How does the data below read from its first line through the line containing "yields fewer elements"? Print those lines exactly.

### THE INPUT
========================================

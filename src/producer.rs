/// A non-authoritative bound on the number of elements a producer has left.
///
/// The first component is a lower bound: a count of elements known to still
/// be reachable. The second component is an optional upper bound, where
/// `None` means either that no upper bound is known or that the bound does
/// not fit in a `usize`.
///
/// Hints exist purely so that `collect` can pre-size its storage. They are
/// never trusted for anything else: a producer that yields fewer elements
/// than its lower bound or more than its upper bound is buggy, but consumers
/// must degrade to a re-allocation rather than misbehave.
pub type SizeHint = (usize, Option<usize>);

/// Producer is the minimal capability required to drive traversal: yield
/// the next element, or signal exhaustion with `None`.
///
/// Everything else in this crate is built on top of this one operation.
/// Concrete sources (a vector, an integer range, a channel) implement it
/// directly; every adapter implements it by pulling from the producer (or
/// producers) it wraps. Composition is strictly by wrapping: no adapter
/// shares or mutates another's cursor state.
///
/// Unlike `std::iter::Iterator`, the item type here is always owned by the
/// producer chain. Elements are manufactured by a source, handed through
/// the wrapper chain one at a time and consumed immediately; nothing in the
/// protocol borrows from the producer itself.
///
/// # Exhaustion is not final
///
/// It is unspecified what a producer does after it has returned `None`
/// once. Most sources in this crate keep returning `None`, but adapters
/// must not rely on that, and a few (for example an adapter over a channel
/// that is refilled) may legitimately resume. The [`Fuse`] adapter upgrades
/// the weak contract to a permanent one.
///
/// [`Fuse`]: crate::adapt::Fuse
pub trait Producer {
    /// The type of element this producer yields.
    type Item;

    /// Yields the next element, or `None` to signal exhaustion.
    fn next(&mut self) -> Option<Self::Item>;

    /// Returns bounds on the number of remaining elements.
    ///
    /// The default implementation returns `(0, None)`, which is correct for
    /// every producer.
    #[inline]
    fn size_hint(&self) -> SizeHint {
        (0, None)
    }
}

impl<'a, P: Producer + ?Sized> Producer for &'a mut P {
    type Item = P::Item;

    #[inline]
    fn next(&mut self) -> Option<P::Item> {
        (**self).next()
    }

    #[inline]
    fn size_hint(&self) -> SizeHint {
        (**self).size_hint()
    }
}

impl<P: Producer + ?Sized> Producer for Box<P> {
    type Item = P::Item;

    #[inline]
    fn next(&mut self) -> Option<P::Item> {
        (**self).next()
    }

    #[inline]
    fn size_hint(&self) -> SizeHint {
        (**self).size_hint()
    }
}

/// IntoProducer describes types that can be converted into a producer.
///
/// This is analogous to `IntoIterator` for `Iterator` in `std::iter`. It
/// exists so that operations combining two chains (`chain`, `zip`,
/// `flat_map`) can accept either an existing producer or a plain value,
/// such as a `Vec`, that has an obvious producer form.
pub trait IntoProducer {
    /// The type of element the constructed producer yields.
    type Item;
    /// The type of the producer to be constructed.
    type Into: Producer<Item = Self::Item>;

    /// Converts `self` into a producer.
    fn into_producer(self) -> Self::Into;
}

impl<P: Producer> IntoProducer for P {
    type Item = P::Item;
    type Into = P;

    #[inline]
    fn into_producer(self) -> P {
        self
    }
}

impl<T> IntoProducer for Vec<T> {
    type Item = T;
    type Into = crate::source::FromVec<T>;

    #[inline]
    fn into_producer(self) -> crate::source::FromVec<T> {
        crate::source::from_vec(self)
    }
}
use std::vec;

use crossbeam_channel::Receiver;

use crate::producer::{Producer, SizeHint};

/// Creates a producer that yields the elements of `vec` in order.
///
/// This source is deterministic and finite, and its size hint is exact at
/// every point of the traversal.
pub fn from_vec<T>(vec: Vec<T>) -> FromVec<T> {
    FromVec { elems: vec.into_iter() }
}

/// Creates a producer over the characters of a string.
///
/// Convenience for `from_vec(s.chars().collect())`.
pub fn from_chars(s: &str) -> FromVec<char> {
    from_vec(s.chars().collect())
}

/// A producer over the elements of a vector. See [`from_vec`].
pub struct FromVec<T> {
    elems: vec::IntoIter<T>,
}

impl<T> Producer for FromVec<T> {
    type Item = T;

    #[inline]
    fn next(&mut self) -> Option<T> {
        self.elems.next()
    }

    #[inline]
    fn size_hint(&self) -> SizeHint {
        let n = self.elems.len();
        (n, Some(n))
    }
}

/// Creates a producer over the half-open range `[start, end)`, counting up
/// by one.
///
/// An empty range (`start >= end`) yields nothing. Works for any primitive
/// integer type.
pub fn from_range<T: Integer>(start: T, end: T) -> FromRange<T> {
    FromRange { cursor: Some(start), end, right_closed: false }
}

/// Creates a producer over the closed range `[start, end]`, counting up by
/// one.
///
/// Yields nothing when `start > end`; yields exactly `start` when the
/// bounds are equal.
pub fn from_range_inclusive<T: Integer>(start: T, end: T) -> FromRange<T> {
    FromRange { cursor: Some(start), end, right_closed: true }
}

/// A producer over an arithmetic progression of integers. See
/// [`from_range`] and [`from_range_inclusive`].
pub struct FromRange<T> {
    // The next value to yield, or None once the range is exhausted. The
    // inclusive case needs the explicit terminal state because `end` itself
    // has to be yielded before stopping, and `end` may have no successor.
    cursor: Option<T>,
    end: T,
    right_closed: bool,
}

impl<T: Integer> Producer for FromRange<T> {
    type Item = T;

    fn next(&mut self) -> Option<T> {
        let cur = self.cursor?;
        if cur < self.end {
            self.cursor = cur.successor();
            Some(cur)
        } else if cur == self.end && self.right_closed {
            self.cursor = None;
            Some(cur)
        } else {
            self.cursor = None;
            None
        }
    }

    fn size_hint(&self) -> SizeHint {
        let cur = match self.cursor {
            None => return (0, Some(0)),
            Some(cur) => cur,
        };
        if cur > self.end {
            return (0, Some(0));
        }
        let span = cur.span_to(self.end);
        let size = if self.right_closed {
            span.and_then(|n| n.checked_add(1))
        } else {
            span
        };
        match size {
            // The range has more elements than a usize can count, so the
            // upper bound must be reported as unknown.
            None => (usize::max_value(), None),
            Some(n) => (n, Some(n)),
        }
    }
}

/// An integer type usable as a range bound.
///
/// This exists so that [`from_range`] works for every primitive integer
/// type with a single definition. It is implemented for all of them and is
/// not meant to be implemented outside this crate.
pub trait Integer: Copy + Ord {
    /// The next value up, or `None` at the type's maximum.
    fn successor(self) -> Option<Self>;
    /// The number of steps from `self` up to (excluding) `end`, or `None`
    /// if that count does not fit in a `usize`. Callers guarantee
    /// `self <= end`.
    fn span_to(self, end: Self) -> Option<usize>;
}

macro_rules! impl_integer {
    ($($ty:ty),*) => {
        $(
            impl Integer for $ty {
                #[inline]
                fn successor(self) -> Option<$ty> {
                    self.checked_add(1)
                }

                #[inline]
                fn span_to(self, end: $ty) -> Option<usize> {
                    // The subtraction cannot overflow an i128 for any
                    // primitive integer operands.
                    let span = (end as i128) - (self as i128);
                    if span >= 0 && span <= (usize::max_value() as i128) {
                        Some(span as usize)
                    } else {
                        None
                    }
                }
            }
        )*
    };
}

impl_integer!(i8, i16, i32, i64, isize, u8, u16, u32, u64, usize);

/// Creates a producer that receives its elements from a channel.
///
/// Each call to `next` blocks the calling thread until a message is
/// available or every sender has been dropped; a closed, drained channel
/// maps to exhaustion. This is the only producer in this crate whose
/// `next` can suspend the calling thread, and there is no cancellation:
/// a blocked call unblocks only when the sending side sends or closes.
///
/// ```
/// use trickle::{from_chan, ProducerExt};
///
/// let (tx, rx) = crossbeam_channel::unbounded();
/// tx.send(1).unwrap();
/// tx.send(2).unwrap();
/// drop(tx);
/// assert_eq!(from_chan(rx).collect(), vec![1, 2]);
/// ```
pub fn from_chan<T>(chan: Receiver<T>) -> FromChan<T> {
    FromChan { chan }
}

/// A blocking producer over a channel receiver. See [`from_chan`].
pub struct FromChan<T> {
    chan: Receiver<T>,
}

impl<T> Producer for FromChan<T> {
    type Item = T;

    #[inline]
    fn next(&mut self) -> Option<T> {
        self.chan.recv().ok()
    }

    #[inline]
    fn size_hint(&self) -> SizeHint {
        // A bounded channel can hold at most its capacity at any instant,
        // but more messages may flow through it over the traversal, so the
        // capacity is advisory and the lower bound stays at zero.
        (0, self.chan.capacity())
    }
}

========================================

### PROBLEM SOLUTION
filename src/producer.rs
/// A non-authoritative bound on the number of elements a producer has left.
///
/// The first component is a lower bound: a count of elements known to still
/// be reachable. The second component is an optional upper bound, where
/// `None` means either that no upper bound is known or that the bound does
/// not fit in a `usize`.
///
/// Hints exist purely so that `collect` can pre-size its storage. They are
/// never trusted for anything else: a producer that yields fewer elements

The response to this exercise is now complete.